Among the records, which lines hold the word "next"? Pick them out.

════════

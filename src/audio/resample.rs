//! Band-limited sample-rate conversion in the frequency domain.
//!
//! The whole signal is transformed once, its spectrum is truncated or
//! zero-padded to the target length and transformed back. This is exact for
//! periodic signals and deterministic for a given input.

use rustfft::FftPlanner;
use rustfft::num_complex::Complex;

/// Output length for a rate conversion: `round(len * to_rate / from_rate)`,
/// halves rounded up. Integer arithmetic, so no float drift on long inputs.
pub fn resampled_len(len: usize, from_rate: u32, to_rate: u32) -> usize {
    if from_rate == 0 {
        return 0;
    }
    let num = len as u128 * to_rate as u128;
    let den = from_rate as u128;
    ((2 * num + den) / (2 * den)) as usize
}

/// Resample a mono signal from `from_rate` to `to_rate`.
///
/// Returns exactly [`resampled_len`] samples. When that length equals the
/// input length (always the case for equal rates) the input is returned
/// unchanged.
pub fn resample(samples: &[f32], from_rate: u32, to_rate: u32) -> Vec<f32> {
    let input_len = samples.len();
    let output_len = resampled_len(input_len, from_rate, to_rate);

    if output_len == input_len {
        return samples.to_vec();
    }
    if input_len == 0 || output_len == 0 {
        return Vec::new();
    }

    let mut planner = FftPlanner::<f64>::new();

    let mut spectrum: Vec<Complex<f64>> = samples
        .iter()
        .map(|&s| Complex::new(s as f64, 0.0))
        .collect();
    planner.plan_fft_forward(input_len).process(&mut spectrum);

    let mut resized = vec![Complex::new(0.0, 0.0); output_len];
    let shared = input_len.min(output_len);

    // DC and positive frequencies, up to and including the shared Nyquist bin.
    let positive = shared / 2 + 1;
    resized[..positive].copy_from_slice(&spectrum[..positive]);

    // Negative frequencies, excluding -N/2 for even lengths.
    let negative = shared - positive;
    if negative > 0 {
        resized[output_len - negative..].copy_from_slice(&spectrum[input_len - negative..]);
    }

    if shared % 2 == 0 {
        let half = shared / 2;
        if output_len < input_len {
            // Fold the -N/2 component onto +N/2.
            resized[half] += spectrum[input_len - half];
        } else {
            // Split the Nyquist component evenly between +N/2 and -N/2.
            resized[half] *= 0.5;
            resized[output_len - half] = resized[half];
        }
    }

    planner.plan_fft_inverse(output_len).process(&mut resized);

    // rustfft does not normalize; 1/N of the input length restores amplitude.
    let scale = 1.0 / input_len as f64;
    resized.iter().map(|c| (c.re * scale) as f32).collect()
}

════════

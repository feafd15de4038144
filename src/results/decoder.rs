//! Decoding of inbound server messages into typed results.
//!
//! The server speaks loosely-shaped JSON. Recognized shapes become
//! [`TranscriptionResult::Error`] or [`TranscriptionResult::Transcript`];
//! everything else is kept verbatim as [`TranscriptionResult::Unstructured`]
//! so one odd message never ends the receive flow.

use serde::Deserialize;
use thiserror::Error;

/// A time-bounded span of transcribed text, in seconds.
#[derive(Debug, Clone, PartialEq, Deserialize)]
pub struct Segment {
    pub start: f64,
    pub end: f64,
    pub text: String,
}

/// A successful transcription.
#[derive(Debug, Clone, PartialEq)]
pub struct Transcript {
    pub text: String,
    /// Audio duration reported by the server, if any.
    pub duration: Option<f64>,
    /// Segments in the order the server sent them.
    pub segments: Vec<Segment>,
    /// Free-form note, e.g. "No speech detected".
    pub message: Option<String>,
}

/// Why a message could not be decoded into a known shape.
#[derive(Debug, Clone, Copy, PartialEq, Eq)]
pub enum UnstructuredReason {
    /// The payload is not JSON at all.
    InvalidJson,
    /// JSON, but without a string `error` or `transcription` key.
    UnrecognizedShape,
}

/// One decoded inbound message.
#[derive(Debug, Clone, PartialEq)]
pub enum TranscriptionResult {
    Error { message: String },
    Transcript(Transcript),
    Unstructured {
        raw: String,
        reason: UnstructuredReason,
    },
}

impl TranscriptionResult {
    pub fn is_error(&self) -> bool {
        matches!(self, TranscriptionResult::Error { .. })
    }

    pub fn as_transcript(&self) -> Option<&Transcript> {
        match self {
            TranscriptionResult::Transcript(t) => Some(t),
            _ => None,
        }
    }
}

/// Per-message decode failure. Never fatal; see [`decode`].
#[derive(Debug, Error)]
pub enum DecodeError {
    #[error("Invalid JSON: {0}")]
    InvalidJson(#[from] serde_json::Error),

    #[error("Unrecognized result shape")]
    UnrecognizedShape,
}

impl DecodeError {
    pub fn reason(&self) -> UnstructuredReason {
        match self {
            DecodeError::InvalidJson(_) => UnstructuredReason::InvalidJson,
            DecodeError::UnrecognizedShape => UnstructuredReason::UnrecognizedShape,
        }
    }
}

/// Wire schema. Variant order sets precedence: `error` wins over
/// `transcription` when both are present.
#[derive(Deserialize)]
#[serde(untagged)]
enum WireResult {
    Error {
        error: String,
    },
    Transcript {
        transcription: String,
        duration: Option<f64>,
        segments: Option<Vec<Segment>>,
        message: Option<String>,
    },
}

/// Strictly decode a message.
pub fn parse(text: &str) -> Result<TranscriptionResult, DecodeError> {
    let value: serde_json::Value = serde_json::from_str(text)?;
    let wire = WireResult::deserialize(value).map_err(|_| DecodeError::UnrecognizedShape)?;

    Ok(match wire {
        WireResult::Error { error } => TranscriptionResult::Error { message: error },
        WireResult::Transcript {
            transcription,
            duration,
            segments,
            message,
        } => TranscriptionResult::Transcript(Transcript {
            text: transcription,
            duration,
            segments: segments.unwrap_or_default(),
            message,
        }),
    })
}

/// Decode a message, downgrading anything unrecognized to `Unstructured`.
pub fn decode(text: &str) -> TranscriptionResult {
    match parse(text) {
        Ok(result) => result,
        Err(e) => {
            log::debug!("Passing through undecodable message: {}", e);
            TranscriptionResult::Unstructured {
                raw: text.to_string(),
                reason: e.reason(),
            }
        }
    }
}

════════

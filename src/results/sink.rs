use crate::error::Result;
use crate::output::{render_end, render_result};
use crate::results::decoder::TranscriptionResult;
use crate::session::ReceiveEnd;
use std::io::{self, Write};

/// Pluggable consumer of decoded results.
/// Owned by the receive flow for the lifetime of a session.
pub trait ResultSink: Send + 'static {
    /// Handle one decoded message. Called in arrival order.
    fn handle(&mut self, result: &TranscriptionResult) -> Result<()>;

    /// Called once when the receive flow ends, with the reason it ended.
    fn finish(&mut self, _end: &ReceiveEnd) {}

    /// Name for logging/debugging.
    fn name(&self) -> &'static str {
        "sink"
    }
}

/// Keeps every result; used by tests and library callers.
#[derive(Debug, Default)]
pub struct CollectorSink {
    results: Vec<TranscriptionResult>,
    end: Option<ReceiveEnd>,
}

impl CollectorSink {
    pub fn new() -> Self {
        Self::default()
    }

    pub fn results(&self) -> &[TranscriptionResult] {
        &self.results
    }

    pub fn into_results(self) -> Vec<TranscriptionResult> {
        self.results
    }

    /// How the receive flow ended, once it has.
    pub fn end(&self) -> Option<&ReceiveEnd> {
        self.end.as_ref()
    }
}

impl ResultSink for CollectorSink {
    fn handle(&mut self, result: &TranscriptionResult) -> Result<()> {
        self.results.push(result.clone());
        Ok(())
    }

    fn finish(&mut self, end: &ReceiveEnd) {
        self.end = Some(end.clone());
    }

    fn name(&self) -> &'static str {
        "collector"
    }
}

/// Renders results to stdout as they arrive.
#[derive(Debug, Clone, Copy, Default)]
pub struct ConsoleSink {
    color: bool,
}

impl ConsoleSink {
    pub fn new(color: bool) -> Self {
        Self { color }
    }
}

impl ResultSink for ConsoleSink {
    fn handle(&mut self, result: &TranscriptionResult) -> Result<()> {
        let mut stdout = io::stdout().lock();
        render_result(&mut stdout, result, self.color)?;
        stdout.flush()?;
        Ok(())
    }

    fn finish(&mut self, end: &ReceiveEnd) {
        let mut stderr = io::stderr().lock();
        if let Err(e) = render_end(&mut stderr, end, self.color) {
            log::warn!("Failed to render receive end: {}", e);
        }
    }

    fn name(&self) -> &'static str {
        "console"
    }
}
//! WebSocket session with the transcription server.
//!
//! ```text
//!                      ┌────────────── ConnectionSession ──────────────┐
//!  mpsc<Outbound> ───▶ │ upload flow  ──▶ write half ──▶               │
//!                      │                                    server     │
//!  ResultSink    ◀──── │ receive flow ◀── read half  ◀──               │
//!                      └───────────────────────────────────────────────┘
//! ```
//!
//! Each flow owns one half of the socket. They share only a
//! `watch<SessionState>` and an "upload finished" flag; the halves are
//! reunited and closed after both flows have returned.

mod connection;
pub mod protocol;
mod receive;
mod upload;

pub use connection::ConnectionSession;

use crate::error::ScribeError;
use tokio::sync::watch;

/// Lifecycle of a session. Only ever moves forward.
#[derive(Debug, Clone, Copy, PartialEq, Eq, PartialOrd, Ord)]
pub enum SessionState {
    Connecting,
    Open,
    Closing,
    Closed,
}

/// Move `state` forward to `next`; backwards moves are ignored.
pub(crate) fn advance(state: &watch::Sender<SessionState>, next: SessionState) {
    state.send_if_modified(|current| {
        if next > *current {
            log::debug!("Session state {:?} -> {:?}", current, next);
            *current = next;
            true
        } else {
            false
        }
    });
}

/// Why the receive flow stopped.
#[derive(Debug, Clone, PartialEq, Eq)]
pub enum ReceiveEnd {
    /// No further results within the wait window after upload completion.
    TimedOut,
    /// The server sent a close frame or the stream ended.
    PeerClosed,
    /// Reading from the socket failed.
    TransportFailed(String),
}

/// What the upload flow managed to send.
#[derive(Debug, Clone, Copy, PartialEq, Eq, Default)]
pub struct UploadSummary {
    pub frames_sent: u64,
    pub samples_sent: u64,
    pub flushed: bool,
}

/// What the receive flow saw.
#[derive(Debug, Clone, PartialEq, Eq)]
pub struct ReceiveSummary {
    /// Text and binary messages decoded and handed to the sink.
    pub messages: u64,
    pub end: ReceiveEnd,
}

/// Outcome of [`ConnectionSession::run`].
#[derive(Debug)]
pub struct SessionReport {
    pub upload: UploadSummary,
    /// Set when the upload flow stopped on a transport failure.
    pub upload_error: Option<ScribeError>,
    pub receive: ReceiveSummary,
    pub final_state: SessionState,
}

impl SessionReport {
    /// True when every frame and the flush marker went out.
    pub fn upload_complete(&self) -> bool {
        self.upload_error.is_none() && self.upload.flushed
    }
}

════════

Solution for this problem:
/// Move `state` forward to `next`; backwards moves are ignored.
pub(crate) fn advance(state: &watch::Sender<SessionState>, next: SessionState) {
        if next > *current {
            log::debug!("Session state {:?} -> {:?}", current, next);
            *current = next;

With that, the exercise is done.